Le centre Shorenstein de Harvard a annulé une formation en ligne sur le harcèlement pour les journalistes après avoir été liée à un important fournisseur de logiciels espions. L’événement avait été présenté comme un moyen pour les femmes journalistes de se renseigner sur les menaces contemporaines de cybersécurité, dirigées par Juliette Kayyem et Nancy Gibbs, deux personnalités de la communauté des droits numériques au sein du personnel de la Kennedy School of Government de Harvard.

Mais dimanche soir, les journalistes qui s’étaient inscrits à la formation ont reçu un message brutal et inattendu. « Merci de votre intérêt pour le webinaire prévu le 6 février », lit-on dans le message. « Malheureusement, cet événement a été annulé. »

L’e-mail n’a pas précisé pourquoi l’événement avait été annulé, mais il s’agissait d’un élément inattendu du curriculum vitae de Kayyem. Elle avait été consultante pour NSO Group, un important fournisseur de logiciels espions lié à plusieurs piratages contre des journalistes dans des pays comme l’Arabie saoudite, le Kazakhstan et Bahreïn.

Plus récemment, NSO a fait les gros titres d’un rapport liant le logiciel espion Pegasus de la société à un piratage en 2018 du PDG d’Amazon, Jeff Bezos, qui a finalement abouti à la publication de ses photos et textes personnels. (L’ONS a nié toute implication dans le piratage.) Selon le rapport, le piratage a été effectué par le prince héritier saoudien Mohammad bin Salman, qui cherchait à influencer The Washington Post Couverture de son royaume avant le meurtre d’un chroniqueur Post .

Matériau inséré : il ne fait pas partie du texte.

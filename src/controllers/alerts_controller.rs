use axum::{
    extract::{Path, State},
    http::StatusCode,
    response::{IntoResponse, Response},
    Json,
};
use serde_json::json;

use crate::{
    error::AlertError,
    models::{CreateAlertInput, UpdateAlertInput},
    AppState,
};

// GET /api/alerts
pub async fn get_alerts(State(state): State<AppState>) -> Response {
    let alerts = state.alerts.list();
    let total = alerts.len();

    Json(json!({ "alerts": alerts, "total": total })).into_response()
}

// POST /api/alerts
pub async fn post_create_alert(
    State(state): State<AppState>,
    Json(input): Json<CreateAlertInput>,
) -> Result<Response, AlertError> {
    let alert = state.alerts.create(input)?;
    Ok((StatusCode::CREATED, Json(alert)).into_response())
}

// PUT /api/alerts/:id
pub async fn put_update_alert(
    State(state): State<AppState>,
    Path(id): Path<String>,
    Json(input): Json<UpdateAlertInput>,
) -> Result<Response, AlertError> {
    let alert = state.alerts.update(&id, input)?;
    Ok(Json(alert).into_response())
}

// DELETE /api/alerts/:id
pub async fn delete_alert(
    State(state): State<AppState>,
    Path(id): Path<String>,
) -> Result<Response, AlertError> {
    let alert = state.alerts.delete(&id)?;

    Ok(Json(json!({
        "message": "Alert deleted successfully",
        "alert": alert,
    }))
    .into_response())
}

La réaction de la communauté des droits numériques a été dure et immédiate. « Est-ce que je lis mal ou est-ce que ce webinaire Reporter sur la sécurité est une formation à Harvard sur la sécurité numérique pour les journalistes de … un conseiller principal au NSO Group? » un observateur a tweeté.

« Je me demande si cela comprendra comment éviter d’être piraté par Pegasus? » une autre a demandé.

Kayyem dit qu’elle a décidé de quitter le programme elle-même, concluant que la controverse était devenue une distraction. «J’ai décidé, seule, de ne pas poursuivre le programme ici parce que je voulais qu’il concerne les participants et non pas moi», a-t-elle déclaré The Verge.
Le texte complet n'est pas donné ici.